### PROBLEM STATEMENT
Those lines of the material below that fall between its first line and the line with "pub mod experiment;", both included, are to be repeated exactly.

### GIVEN RECORDS
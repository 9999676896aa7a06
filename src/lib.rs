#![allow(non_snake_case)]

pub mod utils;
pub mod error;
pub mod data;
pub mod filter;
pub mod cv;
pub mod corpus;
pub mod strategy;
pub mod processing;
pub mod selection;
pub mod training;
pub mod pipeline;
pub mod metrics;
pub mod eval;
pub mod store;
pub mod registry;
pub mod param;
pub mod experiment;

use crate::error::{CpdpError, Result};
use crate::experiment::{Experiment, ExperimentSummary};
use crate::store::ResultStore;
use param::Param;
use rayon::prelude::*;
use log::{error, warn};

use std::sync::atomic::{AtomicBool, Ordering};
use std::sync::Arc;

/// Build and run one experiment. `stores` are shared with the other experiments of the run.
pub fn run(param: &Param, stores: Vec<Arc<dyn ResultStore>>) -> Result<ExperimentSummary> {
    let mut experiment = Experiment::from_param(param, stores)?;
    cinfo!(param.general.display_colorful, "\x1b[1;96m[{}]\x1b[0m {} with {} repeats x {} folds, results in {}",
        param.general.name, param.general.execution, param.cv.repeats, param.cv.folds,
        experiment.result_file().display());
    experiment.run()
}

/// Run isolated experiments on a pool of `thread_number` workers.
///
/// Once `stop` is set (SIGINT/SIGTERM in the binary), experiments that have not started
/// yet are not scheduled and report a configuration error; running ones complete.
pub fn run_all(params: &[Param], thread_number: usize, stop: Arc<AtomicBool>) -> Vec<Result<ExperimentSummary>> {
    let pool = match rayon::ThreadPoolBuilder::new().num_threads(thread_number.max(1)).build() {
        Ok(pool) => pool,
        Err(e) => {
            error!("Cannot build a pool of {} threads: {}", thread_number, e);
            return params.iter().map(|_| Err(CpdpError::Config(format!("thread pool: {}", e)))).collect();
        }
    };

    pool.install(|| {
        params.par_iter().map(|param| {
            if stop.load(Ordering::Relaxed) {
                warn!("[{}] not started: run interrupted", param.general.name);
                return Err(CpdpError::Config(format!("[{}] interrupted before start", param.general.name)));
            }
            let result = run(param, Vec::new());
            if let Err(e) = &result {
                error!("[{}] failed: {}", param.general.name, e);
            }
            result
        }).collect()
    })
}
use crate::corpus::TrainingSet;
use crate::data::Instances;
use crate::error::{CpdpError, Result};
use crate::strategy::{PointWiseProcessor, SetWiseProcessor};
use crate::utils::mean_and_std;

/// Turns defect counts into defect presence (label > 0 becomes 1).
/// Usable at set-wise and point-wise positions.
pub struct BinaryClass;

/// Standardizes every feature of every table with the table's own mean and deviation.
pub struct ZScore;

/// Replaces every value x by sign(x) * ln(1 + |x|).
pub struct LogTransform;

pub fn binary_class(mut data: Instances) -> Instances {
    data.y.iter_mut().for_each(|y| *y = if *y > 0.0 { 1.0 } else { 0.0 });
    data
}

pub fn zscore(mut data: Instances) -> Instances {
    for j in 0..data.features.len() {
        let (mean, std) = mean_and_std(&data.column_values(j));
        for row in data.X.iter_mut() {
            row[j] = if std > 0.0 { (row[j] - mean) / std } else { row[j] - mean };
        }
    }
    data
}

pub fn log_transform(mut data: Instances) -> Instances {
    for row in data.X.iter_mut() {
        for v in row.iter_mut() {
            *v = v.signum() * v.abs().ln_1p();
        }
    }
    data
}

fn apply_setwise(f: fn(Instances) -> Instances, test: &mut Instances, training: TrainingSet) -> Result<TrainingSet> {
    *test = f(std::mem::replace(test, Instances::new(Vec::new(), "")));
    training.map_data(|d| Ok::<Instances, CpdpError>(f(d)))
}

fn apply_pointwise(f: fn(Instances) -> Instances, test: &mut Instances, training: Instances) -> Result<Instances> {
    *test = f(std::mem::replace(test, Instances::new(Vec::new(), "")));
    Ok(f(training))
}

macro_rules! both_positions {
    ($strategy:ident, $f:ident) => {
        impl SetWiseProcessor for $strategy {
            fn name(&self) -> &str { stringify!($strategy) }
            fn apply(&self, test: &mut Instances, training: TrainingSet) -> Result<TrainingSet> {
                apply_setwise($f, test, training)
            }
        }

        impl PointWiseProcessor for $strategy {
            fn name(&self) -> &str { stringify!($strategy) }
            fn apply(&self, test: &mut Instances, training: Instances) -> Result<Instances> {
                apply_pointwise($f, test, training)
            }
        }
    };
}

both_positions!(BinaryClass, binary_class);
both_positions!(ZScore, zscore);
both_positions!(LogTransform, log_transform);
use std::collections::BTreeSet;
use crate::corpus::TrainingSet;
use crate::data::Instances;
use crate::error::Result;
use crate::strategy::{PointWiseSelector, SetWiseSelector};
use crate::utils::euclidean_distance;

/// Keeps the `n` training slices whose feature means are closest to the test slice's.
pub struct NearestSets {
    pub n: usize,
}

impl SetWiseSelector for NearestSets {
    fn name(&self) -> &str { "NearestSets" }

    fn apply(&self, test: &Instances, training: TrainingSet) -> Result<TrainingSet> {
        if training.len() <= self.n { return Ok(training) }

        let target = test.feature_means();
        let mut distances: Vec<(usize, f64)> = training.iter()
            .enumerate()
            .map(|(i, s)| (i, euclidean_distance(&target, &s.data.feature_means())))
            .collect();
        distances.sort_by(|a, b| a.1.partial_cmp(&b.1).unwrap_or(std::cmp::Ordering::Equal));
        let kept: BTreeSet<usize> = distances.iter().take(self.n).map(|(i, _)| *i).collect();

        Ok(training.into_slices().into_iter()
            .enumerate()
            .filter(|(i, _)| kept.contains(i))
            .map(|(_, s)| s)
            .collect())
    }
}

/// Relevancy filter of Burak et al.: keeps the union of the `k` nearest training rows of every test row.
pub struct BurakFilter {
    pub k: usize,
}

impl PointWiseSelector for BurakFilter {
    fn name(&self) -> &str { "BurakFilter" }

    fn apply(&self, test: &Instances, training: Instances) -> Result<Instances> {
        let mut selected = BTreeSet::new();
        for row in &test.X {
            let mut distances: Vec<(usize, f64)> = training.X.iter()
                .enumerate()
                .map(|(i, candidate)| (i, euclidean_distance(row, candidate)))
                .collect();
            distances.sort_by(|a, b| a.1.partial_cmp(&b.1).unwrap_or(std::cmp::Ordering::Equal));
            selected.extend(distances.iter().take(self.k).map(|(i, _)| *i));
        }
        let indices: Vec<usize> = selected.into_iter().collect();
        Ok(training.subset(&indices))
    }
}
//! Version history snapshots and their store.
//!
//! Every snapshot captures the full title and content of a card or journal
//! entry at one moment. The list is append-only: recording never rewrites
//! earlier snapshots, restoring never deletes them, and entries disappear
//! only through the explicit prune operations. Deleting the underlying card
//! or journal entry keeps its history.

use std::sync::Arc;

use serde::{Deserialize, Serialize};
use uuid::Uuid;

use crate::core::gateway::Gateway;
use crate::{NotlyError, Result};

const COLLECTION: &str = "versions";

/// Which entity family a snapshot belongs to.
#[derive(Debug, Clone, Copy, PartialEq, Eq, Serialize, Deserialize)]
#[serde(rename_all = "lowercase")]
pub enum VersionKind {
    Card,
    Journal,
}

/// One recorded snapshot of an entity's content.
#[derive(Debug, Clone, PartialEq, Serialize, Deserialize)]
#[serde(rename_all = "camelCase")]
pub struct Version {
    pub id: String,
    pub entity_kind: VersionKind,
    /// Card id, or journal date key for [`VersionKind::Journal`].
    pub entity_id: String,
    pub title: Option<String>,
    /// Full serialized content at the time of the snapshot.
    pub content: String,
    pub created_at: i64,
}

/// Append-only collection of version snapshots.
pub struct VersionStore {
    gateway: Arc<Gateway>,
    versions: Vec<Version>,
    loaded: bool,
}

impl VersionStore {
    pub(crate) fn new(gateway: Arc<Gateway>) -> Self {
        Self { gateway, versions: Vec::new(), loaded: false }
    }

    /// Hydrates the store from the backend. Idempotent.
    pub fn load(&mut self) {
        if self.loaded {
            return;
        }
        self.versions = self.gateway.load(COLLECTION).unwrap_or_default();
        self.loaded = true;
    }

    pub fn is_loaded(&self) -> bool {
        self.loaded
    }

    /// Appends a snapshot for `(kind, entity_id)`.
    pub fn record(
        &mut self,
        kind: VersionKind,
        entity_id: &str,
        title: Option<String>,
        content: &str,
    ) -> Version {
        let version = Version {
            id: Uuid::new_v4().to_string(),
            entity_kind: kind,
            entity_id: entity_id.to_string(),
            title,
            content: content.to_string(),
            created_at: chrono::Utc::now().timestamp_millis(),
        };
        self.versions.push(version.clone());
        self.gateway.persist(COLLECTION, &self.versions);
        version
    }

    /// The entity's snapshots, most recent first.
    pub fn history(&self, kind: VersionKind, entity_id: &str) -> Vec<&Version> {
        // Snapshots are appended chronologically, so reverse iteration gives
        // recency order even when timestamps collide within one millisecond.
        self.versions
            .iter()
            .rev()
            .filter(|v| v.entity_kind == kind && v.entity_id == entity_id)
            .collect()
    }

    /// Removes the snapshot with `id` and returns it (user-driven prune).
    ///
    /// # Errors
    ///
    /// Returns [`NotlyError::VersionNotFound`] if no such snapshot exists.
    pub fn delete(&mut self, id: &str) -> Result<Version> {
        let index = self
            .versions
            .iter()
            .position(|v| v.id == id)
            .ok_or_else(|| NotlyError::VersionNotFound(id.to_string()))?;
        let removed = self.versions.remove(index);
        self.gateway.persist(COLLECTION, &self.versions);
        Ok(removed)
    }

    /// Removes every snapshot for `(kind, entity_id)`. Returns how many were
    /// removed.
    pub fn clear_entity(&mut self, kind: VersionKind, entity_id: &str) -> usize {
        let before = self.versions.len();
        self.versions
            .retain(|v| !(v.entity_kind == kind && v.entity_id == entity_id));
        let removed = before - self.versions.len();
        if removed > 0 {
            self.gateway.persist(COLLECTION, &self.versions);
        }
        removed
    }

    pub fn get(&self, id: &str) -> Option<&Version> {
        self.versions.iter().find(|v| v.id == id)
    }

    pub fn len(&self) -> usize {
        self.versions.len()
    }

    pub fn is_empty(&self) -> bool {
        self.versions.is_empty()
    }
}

### REPLY TO THE EXERCISE
repository 9999676896aa7a06
filename src/lib.rs
#![allow(non_snake_case)]

pub mod utils;
pub mod error;
pub mod data;
pub mod filter;
pub mod cv;
pub mod corpus;
pub mod strategy;
pub mod processing;
pub mod selection;
pub mod training;
pub mod pipeline;
pub mod metrics;
pub mod eval;
pub mod store;
pub mod registry;
pub mod param;
pub mod experiment;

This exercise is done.